Return, from the lines below, each one that includes the word "derive".

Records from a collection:
==================================================

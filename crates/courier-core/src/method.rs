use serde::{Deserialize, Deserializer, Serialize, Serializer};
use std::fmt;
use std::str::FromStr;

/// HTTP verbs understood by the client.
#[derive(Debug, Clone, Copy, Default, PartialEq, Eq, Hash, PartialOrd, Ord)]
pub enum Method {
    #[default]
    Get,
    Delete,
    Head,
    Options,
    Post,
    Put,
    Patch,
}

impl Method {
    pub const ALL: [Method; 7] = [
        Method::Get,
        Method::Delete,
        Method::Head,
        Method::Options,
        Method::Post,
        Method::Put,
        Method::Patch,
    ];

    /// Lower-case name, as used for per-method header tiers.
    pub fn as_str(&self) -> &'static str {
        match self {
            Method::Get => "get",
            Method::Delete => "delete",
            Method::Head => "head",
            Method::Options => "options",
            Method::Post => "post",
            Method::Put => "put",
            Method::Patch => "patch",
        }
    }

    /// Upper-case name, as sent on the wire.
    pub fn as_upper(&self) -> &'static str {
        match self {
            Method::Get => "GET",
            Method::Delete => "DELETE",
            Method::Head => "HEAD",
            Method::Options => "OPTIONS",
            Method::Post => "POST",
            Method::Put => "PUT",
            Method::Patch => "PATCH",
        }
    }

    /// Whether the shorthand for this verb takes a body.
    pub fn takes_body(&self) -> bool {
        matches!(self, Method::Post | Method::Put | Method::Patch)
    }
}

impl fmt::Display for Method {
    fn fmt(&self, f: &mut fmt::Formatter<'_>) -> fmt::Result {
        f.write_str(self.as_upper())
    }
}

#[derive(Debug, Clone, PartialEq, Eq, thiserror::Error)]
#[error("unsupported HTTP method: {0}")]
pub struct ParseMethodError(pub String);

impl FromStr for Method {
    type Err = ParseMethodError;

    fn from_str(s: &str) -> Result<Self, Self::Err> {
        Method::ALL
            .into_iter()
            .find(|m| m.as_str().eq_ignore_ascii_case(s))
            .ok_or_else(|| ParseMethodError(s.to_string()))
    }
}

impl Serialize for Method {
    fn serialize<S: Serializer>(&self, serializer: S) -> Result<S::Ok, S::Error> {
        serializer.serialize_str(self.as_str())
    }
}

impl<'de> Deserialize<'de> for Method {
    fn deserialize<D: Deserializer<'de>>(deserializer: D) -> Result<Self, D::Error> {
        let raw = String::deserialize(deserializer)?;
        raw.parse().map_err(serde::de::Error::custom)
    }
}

==================================================

_PROBLEM SOLUTION_
#[derive(Debug, Clone, Copy, Default, PartialEq, Eq, Hash, PartialOrd, Ord)]
#[derive(Debug, Clone, PartialEq, Eq, thiserror::Error)]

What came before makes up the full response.